The Krka Group profit margin for the period January–September 2017 was 11.9% (Krka Company 12%), its EBIT margin 16.1% (Krka Company 16.2%) and its EBITDA margin 24.7% (Krka Company 23%).

Annualised ROE at the level of the Group was 10.1% (Krka Company 9.8%), with annualised ROA at 7.7% (Krka Company 7.8%).

Management of financial risks
The Russian rouble, which represents Krka’s key exposure in terms of currency risk, was volatile during the first nine months of 2017. Three factors were crucial: the movement of the EUR/USD exchange rate, oil price movements, and macroeconomic conditions in the Russian Federation.

Krka hedged part of its exposure in roubles with forward contracts in the nine months. Currency exposures in other currencies are being eliminated exclusively using natural hedges, without derivative financial instruments.

The overall net financial result – taking into account net foreign exchange differences for all currencies, which amounted to €–14.3 million, derivatives income and expenses, which amounted to €–4.6 million, interest income and expenses and other financial income and expenses, which amounted to €–1 million – totalled €–19.9 million for the nine months to September.

The key credit risk of the Krka Group is associated with trade receivables. Krka runs a centralised credit control process at Group level, which includes all customers to which Krka sells more than €100,000 worth of products and services per year. There were more than 400 such customers at the end of the third quarter of 2017, representing more than 95% of the Group’s trade receivables.

The portfolio of trade receivables witnessed no negative trends in the reported period. Receivables are dispersed among a large number of customers and sales markets, the majority owed by customers with which Krka has had a long-standing business relationship. Over a half of the Group’s total trade receivables have insurance coverage, and a minor segment is secured for payment using banking instruments.

Research and development
In the first nine months of 2017 Krka obtained marketing authorisations for 14 new products in 25 dosage forms and strengths, and acquired 385 new marketing authorisations for 99 products in different markets in this period.

Marketing authorisations were acquired in Krka’s key therapeutic area of medicinal products for the treatment of cardiovascular diseases, for the new fixed-dose combination Olmita (olmesartan and amlodipine) in the form of film-coated tablets in three strengths. The fixed-dose combination lowers high blood pressure via two different mechanisms of action, therefore it can be expected to have a greater impact than monotherapy with each of the substances. The complementary action of the product’s two active substances may reduce the likelihood of certain adverse effects and thus improve treatment tolerability.

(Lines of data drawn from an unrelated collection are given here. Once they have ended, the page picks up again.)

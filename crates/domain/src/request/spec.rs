//! API request specification type

use serde::{Deserialize, Serialize};

use super::{HttpMethod, QueryParams, RequestBody};
use crate::error::{DomainError, DomainResult};

/// How a successful response body should be decoded.
#[derive(Debug, Clone, Copy, PartialEq, Eq, Default, Serialize, Deserialize)]
#[serde(rename_all = "snake_case")]
pub enum ResponseMode {
    /// Parse the body as JSON
    #[default]
    Json,
    /// Keep the raw bytes
    Blob,
    /// Decode the body as UTF-8 text
    Text,
}

/// One logical call against the records API.
///
/// The path is relative to the configured base URL and must start with `/`.
#[derive(Debug, Clone, PartialEq, Eq, Serialize, Deserialize)]
pub struct ApiRequest {
    /// HTTP method
    pub method: HttpMethod,
    /// Path relative to the API origin
    pub path: String,
    /// Query parameters
    #[serde(default)]
    pub query: QueryParams,
    /// Request body
    #[serde(default)]
    pub body: RequestBody,
    /// Skip the `Authorization` header and the refresh-on-401 path
    #[serde(default)]
    pub no_auth: bool,
    /// Response decoding mode
    #[serde(default)]
    pub response: ResponseMode,
    /// Treat `202 Accepted` as a "not ready yet" error
    #[serde(default)]
    pub accepted_is_pending: bool,
}

impl ApiRequest {
    /// Creates a request with the given method and path.
    #[must_use]
    pub fn new(method: HttpMethod, path: impl Into<String>) -> Self {
        Self {
            method,
            path: path.into(),
            query: QueryParams::new(),
            body: RequestBody::None,
            no_auth: false,
            response: ResponseMode::Json,
            accepted_is_pending: false,
        }
    }

    /// Creates a GET request.
    #[must_use]
    pub fn get(path: impl Into<String>) -> Self {
        Self::new(HttpMethod::Get, path)
    }

    /// Creates a POST request.
    #[must_use]
    pub fn post(path: impl Into<String>) -> Self {
        Self::new(HttpMethod::Post, path)
    }

    /// Creates a PUT request.
    #[must_use]
    pub fn put(path: impl Into<String>) -> Self {
        Self::new(HttpMethod::Put, path)
    }

    /// Creates a PATCH request.
    #[must_use]
    pub fn patch(path: impl Into<String>) -> Self {
        Self::new(HttpMethod::Patch, path)
    }

    /// Creates a DELETE request.
    #[must_use]
    pub fn delete(path: impl Into<String>) -> Self {
        Self::new(HttpMethod::Delete, path)
    }

    /// Attaches a JSON body serialized from `value`.
    ///
    /// # Errors
    ///
    /// Returns `DomainError::InvalidBody` if the value cannot be serialized.
    pub fn json<T: Serialize + ?Sized>(mut self, value: &T) -> DomainResult<Self> {
        let value =
            serde_json::to_value(value).map_err(|e| DomainError::InvalidBody(e.to_string()))?;
        self.body = RequestBody::Json(value);
        Ok(self)
    }

    /// Attaches an already-built JSON body.
    #[must_use]
    pub fn json_value(mut self, value: serde_json::Value) -> Self {
        self.body = RequestBody::Json(value);
        self
    }

    /// Attaches a form-encoded body.
    #[must_use]
    pub fn form<K, V>(mut self, pairs: impl IntoIterator<Item = (K, V)>) -> Self
    where
        K: Into<String>,
        V: Into<String>,
    {
        self.body = RequestBody::Form(
            pairs
                .into_iter()
                .map(|(k, v)| (k.into(), v.into()))
                .collect(),
        );
        self
    }

    /// Replaces the query parameters.
    #[must_use]
    pub fn query(mut self, query: QueryParams) -> Self {
        self.query = query;
        self
    }

    /// Adds a single query parameter; absent or empty values are dropped on send.
    #[must_use]
    pub fn param(mut self, key: impl Into<String>, value: Option<impl Into<String>>) -> Self {
        self.query = self.query.with(key, value);
        self
    }

    /// Marks the request as unauthenticated.
    #[must_use]
    pub const fn no_auth(mut self) -> Self {
        self.no_auth = true;
        self
    }

    /// Requests the raw response bytes.
    #[must_use]
    pub const fn blob(mut self) -> Self {
        self.response = ResponseMode::Blob;
        self
    }

    /// Requests the response as text.
    #[must_use]
    pub const fn text(mut self) -> Self {
        self.response = ResponseMode::Text;
        self
    }

    /// Makes `202 Accepted` surface as an error instead of a success.
    #[must_use]
    pub const fn pending_on_accepted(mut self) -> Self {
        self.accepted_is_pending = true;
        self
    }

    /// Checks that the path is usable.
    ///
    /// # Errors
    ///
    /// Returns `DomainError::InvalidPath` for empty or relative paths.
    pub fn validate(&self) -> DomainResult<()> {
        if !self.path.starts_with('/') {
            return Err(DomainError::InvalidPath(self.path.clone()));
        }
        if self.path.contains(['?', '#']) {
            return Err(DomainError::InvalidPath(format!(
                "{}: query belongs in the query parameters",
                self.path
            )));
        }
        Ok(())
    }
}
use chrono::NaiveDate;
use serde::{Deserialize, Serialize};

use crate::request::QueryParams;

/// A candidate returned by the external patient registry.
#[derive(Debug, Clone, PartialEq, Eq, Serialize, Deserialize)]
pub struct RegistryPatient {
    /// Full name as stored by the registry
    pub pname: String,
    /// Birth date as formatted by the registry
    pub birthdate: String,
    /// Address
    #[serde(default)]
    pub address: Option<String>,
    /// Last known workplace
    #[serde(default)]
    pub lastworkplace: Option<String>,
    /// Position at the workplace
    #[serde(default)]
    pub position: Option<String>,
}

/// Name/birthdate/address fragments for a registry lookup.
#[derive(Debug, Clone, Default, PartialEq, Eq)]
pub struct PatientSearchParams {
    /// Last name fragment
    pub lastname: Option<String>,
    /// First name fragment
    pub firstname: Option<String>,
    /// Patronymic fragment
    pub secondname: Option<String>,
    /// Birth date
    pub birthdate: Option<String>,
    /// Address fragment
    pub address: Option<String>,
}

impl PatientSearchParams {
    /// Renders the non-empty fragments as query parameters.
    #[must_use]
    pub fn to_query(&self) -> QueryParams {
        QueryParams::new()
            .with("lastname", self.lastname.as_deref())
            .with("firstname", self.firstname.as_deref())
            .with("secondname", self.secondname.as_deref())
            .with("birthdate", self.birthdate.as_deref())
            .with("address", self.address.as_deref())
    }
}

/// Body of `POST /dates/suggest_discharge_date`.
#[derive(Debug, Clone, PartialEq, Eq, Serialize, Deserialize)]
pub struct DischargeRequest {
    /// Admission date
    pub admission_date: NaiveDate,
    /// Tariff code that sets the expected stay
    pub cax_code_id: i64,
}

/// Response of `POST /dates/suggest_discharge_date`.
#[derive(Debug, Clone, PartialEq, Eq, Serialize, Deserialize)]
pub struct DischargeSuggestion {
    /// Suggested discharge date
    pub discharge_date: NaiveDate,
}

Marketing authorisations were obtained under decentralised procedures for two new oral medications treating erectile dysfunction, Viavardis (vardenafil) film-coated tablets in three strengths and Tadilecto (tadalafil) film-coated tablets in four strengths.

Marketing approvals were granted under European decentralised procedures for the new analgesic Oxycodon/Naloxon Krka (oxycodone and naloxone) in the form of prolonged-release tablets in three strengths. It contains the combination of the opioid oxycodone and naloxone, which binds to opioid receptors. The medicine relieves moderate to severe pain and is used when safe opioid therapy is required.

Applying the decentralised procedure, Krka obtained the marketing authorisation for Dulsevia/Duloxalta (duloxetine) gastro-resistant capsules in the new strength of 90 mg. The medicine from the group of combined serotonin and noradrenaline reuptake inhibitors is used to treat depression, generalised anxiety disorder and neuropathic pain in diabetes. The new strength facilitates a one-capsule-a-day dosing even in cases when higher dosages are needed. This makes treatment easier for patients.

Under the decentralised European procedure Krka obtained marketing authorisations for the cancer treatment Meaxin (imatinib), in the new pharmaceutical form of dispersible tablets in two strengths. It is used to treat chronic myeloid leukaemia, acute lymphoblastic leukaemia, myelodysplastic–myeloproliferative diseases, hypereosinophilic syndrome, chronic eosinophilic leukaemia, and protuberant dermatofibrosarcoma. Dispersible tablets dissolve in a small amount of water or apple juice, which makes the medicine easy to take.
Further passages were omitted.